● **Exercise objective**
What you return should be the lines of the data containing "current", each in full.

● **Input data**
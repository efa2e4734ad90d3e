use cucumber_teamcity::{
    summary::{Plain, SummaryFormatter as _, TeamCity},
    RunSummary, StatementType, Status, StatusSummary, SummaryFormat,
};

fn all_statuses(counts: [usize; 5]) -> StatusSummary {
    Status::ALL.into_iter().zip(counts).collect()
}

#[test]
fn scenarios_suppress_untested_at_zero() {
    let summary = all_statuses([3, 0, 0, 0, 0]);

    assert_eq!(
        TeamCity.format_summary(StatementType::Scenario, &summary),
        "3 scenarios passed, 0 scenarios failed, 0 scenarios skipped, \
         0 scenarios undefined\n\
         ##teamcity[setParameter name='env.SCENARIOS_PASSED' value='3']\n\
         ##teamcity[setParameter name='env.SCENARIOS_FAILED' value='0']\n\
         ##teamcity[setParameter name='env.SCENARIOS_SKIPPED' value='0']\n\
         ##teamcity[setParameter name='env.SCENARIOS_UNDEFINED' value='0']\n",
    );
}

#[test]
fn untested_is_rendered_once_counted() {
    let summary = all_statuses([0, 0, 0, 0, 2]);
    let rendered = TeamCity.format_summary(StatementType::Feature, &summary);

    assert!(rendered.starts_with(
        "0 features passed, 0 features failed, 0 features skipped, \
         0 features undefined, 2 features untested\n",
    ));
    assert!(rendered.ends_with(
        "##teamcity[setParameter name='env.FEATURES_UNTESTED' value='2']\n",
    ));
}

#[test]
fn single_step_is_singular_but_parameter_is_plural() {
    let summary = StatusSummary::new().with(Status::Passed, 1);

    assert_eq!(
        TeamCity.format_summary(StatementType::Step, &summary),
        "1 step passed\n\
         ##teamcity[setParameter name='env.STEPS_PASSED' value='1']\n",
    );
}

#[test]
fn plain_renders_human_line_only() {
    let summary = StatusSummary::new()
        .with(Status::Passed, 2)
        .with(Status::Failed, 1);

    assert_eq!(
        Plain.format_summary(StatementType::Scenario, &summary),
        "2 scenarios passed, 1 scenario failed\n",
    );
}

#[test]
fn chosen_format_renders_whole_run() {
    let run = RunSummary::new();

    let plain = SummaryFormat::Plain.format_run(&run);
    let teamcity = SummaryFormat::TeamCity.format_run(&run);

    assert_eq!(plain.lines().count(), 3);
    assert_eq!(teamcity.lines().count(), 3 + 3 + 3 + 4);
    assert!(teamcity.starts_with("0 features passed"));
}
// Copyright (c) 2018-2025  Brendan Molloy <brendan@bbqsrc.net>,
//                          Ilya Solovyiov <ilya.solovyiov@gmail.com>,
//                          Kai Ren <tyranron@gmail.com>
//
// Licensed under the Apache License, Version 2.0 <LICENSE-APACHE or
// http://www.apache.org/licenses/LICENSE-2.0> or the MIT license
// <LICENSE-MIT or http://opensource.org/licenses/MIT>, at your
// option. This file may not be copied, modified, or distributed
// except according to those terms.

//! Tools for outputting runner [`Event`]s.

pub mod teamcity;

use std::io;

use crate::{Event, Result, Step, StepResult, Suite, Test};

#[doc(inline)]
pub use self::teamcity::TeamCity;

/// Receiver of runner lifecycle callbacks.
///
/// A runner calls these sequentially, on a single thread, in the order of
/// [`Event`] variants: a suite start, then for every test its start followed
/// by a start and a result per executed step, and finally the suite end.
pub trait Formatter {
    /// Handles the start of a [`Suite`].
    ///
    /// # Errors
    ///
    /// If output fails to be written.
    fn on_suite_start(&mut self, suite: &Suite) -> Result<()>;

    /// Handles the start of a [`Test`].
    ///
    /// # Errors
    ///
    /// If output fails to be written.
    fn on_test_start(&mut self, test: &Test) -> Result<()>;

    /// Handles the start of a [`Step`].
    ///
    /// # Errors
    ///
    /// If output fails to be written.
    fn on_step_start(&mut self, step: &Step) -> Result<()>;

    /// Handles the [`StepResult`] of the current [`Step`].
    ///
    /// # Errors
    ///
    /// If output fails to be written, or required build metadata is missing.
    fn on_step_result(&mut self, result: &StepResult) -> Result<()>;

    /// Handles the end of the current [`Suite`].
    ///
    /// # Errors
    ///
    /// If output fails to be written, or no [`Suite`] is started.
    fn on_end(&mut self) -> Result<()>;

    /// Dispatches the given [`Event`] to the matching callback.
    ///
    /// # Errors
    ///
    /// See the callbacks.
    fn handle_event(&mut self, ev: Event<'_>) -> Result<()> {
        match ev {
            Event::SuiteStarted(suite) => self.on_suite_start(suite),
            Event::TestStarted(test) => self.on_test_start(test),
            Event::StepStarted(step) => self.on_step_start(step),
            Event::StepFinished(result) => self.on_step_result(result),
            Event::Ended => self.on_end(),
        }
    }
}

/// [`io::Write`] extension for easier manipulation with strings.
pub trait WriteStrExt: io::Write {
    /// Writes the given `string` into this writer.
    ///
    /// # Errors
    ///
    /// If this writer fails to write the given `string`.
    fn write_str(&mut self, string: impl AsRef<str>) -> io::Result<()> {
        self.write_all(string.as_ref().as_bytes())
    }

    /// Writes the given `string` into this writer followed by a newline.
    ///
    /// # Errors
    ///
    /// If this writer fails to write the given `string`.
    fn write_line(&mut self, string: impl AsRef<str>) -> io::Result<()> {
        self.write_str(string.as_ref())
            .and_then(|()| self.write_str("\n"))
    }
}

impl<T: io::Write + ?Sized> WriteStrExt for T {}
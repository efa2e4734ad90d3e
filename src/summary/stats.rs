// Copyright (c) 2018-2025  Brendan Molloy <brendan@bbqsrc.net>,
//                          Ilya Solovyiov <ilya.solovyiov@gmail.com>,
//                          Kai Ren <tyranron@gmail.com>
//
// Licensed under the Apache License, Version 2.0 <LICENSE-APACHE or
// http://www.apache.org/licenses/LICENSE-2.0> or the MIT license
// <LICENSE-MIT or http://opensource.org/licenses/MIT>, at your
// option. This file may not be copied, modified, or distributed
// except according to those terms.

//! Status counts of a run.

use std::collections::HashMap;

use derive_more::with_trait::Display;

use crate::Status;

/// Kind of a statement the [`StatusSummary`] counts.
#[derive(Clone, Copy, Debug, Display, Eq, Hash, PartialEq)]
pub enum StatementType {
    /// [`Suite`]s.
    ///
    /// [`Suite`]: crate::Suite
    #[display("feature")]
    Feature,

    /// [`Test`]s.
    ///
    /// [`Test`]: crate::Test
    #[display("scenario")]
    Scenario,

    /// [`Step`]s.
    ///
    /// [`Step`]: crate::Step
    #[display("step")]
    Step,
}

impl StatementType {
    /// All [`StatementType`]s in the order a [`RunSummary`] renders them.
    pub const ALL: [Self; 3] = [Self::Feature, Self::Scenario, Self::Step];

    /// Returns the singular label of this [`StatementType`].
    #[must_use]
    pub const fn as_str(self) -> &'static str {
        match self {
            Self::Feature => "feature",
            Self::Scenario => "scenario",
            Self::Step => "step",
        }
    }
}

/// Counts of [`Status`]es of a single [`StatementType`] over a whole run.
///
/// A [`Status`] never recorded is absent, which differs from being counted
/// as `0`: absent ones aren't rendered at all.
#[derive(Clone, Debug, Default, Eq, PartialEq)]
pub struct StatusSummary(HashMap<Status, usize>);

impl StatusSummary {
    /// Creates a new empty [`StatusSummary`].
    #[must_use]
    pub fn new() -> Self {
        Self::default()
    }

    /// Creates a new [`StatusSummary`] with every of the given `statuses`
    /// present and counted as `0`.
    #[must_use]
    pub fn zeroed(statuses: impl IntoIterator<Item = Status>) -> Self {
        statuses.into_iter().map(|st| (st, 0)).collect()
    }

    /// Sets the `count` of the given [`Status`].
    #[must_use]
    pub fn with(mut self, status: Status, count: usize) -> Self {
        _ = self.0.insert(status, count);
        self
    }

    /// Adds `n` to the count of the given [`Status`].
    pub fn add(&mut self, status: Status, n: usize) {
        *self.0.entry(status).or_default() += n;
    }

    /// Increments the count of the given [`Status`] by one.
    pub fn increment(&mut self, status: Status) {
        self.add(status, 1);
    }

    /// Returns the count of the given [`Status`], if it's present.
    #[must_use]
    pub fn get(&self, status: Status) -> Option<usize> {
        self.0.get(&status).copied()
    }
}

impl FromIterator<(Status, usize)> for StatusSummary {
    fn from_iter<I: IntoIterator<Item = (Status, usize)>>(iter: I) -> Self {
        Self(iter.into_iter().collect())
    }
}

/// [`StatusSummary`]s of every [`StatementType`] of a run.
#[derive(Clone, Debug, Eq, PartialEq)]
pub struct RunSummary {
    /// Outcomes of [`Suite`]s.
    ///
    /// [`Suite`]: crate::Suite
    pub features: StatusSummary,

    /// Outcomes of [`Test`]s.
    ///
    /// [`Test`]: crate::Test
    pub scenarios: StatusSummary,

    /// Outcomes of [`Step`]s.
    ///
    /// [`Step`]: crate::Step
    pub steps: StatusSummary,
}

impl Default for RunSummary {
    fn default() -> Self {
        use Status as S;

        let common = [S::Passed, S::Failed, S::Skipped, S::Untested];
        Self {
            features: StatusSummary::zeroed(common),
            scenarios: StatusSummary::zeroed(common),
            steps: StatusSummary::zeroed(Status::ALL),
        }
    }
}

impl RunSummary {
    /// Creates a new [`RunSummary`] with nothing counted yet.
    ///
    /// `undefined` is tracked for [`StatementType::Step`]s only, until a
    /// [`Suite`] or a [`Test`] actually ends up undefined.
    ///
    /// [`Suite`]: crate::Suite
    /// [`Test`]: crate::Test
    #[must_use]
    pub fn new() -> Self {
        Self::default()
    }

    /// Returns the [`StatusSummary`] of the given [`StatementType`].
    #[must_use]
    pub const fn get(&self, statement: StatementType) -> &StatusSummary {
        match statement {
            StatementType::Feature => &self.features,
            StatementType::Scenario => &self.scenarios,
            StatementType::Step => &self.steps,
        }
    }

    /// Indicates whether anything failed or stayed undefined during the run.
    #[must_use]
    pub fn execution_has_failed(&self) -> bool {
        [Status::Failed, Status::Undefined].into_iter().any(|st| {
            StatementType::ALL
                .into_iter()
                .any(|stmt| self.get(stmt).get(st).unwrap_or(0) > 0)
        })
    }
}
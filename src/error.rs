// Copyright (c) 2018-2025  Brendan Molloy <brendan@bbqsrc.net>,
//                          Ilya Solovyiov <ilya.solovyiov@gmail.com>,
//                          Kai Ren <tyranron@gmail.com>
//
// Licensed under the Apache License, Version 2.0 <LICENSE-APACHE or
// http://www.apache.org/licenses/LICENSE-2.0> or the MIT license
// <LICENSE-MIT or http://opensource.org/licenses/MIT>, at your
// option. This file may not be copied, modified, or distributed
// except according to those terms.

//! Errors of reporting to TeamCity.

use std::io;

use derive_more::with_trait::{Display, Error as StdError, From};

/// Error of emitting TeamCity output.
#[derive(Debug, Display, From, StdError)]
pub enum Error {
    /// Writing into the output failed.
    #[display("I/O error: {_0}")]
    Io(io::Error),

    /// Required build metadata is absent at the moment of emission.
    ///
    /// This is a configuration error: the run should abort rather than emit
    /// a malformed message.
    #[display("Missing required environment variable `{var}`")]
    #[from(ignore)]
    MissingEnv {
        /// Name of the environment variable supplying the value.
        #[error(not(source))]
        var: &'static str,
    },

    /// Status name not recognized as a [`Status`].
    ///
    /// [`Status`]: crate::Status
    #[display("Unknown status: `{_0}`")]
    #[from(ignore)]
    UnknownStatus(#[error(not(source))] String),

    /// Suite end reported while no suite is current.
    #[display("No suite is started")]
    #[from(ignore)]
    NoSuite,
}

/// Alias for [`Result`] with an [`Error`].
///
/// [`Result`]: std::result::Result
pub type Result<T, E = Error> = std::result::Result<T, E>;

impl Error {
    /// Returns the name of the missing environment variable, if this is a
    /// [`Error::MissingEnv`].
    #[must_use]
    pub const fn missing_var(&self) -> Option<&'static str> {
        match self {
            Self::MissingEnv { var } => Some(*var),
            _ => None,
        }
    }
}

#[cfg(test)]
mod tests {
    use std::error::Error as _;

    use super::*;

    #[test]
    fn io_error_keeps_source() {
        let err = Error::from(io::Error::new(io::ErrorKind::BrokenPipe, "gone"));

        assert!(err.to_string().contains("gone"));
        assert!(err.source().is_some());
    }

    #[test]
    fn missing_env_names_variable() {
        let err = Error::MissingEnv { var: "SITE" };

        assert_eq!(
            err.to_string(),
            "Missing required environment variable `SITE`",
        );
        assert_eq!(err.missing_var(), Some("SITE"));
        assert!(err.source().is_none());
    }

    #[test]
    fn unknown_status_has_no_source() {
        let err = Error::UnknownStatus("weird".into());

        assert_eq!(err.to_string(), "Unknown status: `weird`");
        assert_eq!(err.missing_var(), None);
        assert!(err.source().is_none());
    }
}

● **Reply**
    /// Handles the [`StepResult`] of the current [`Step`].
    /// Handles the end of the current [`Suite`].
    /// Suite end reported while no suite is current.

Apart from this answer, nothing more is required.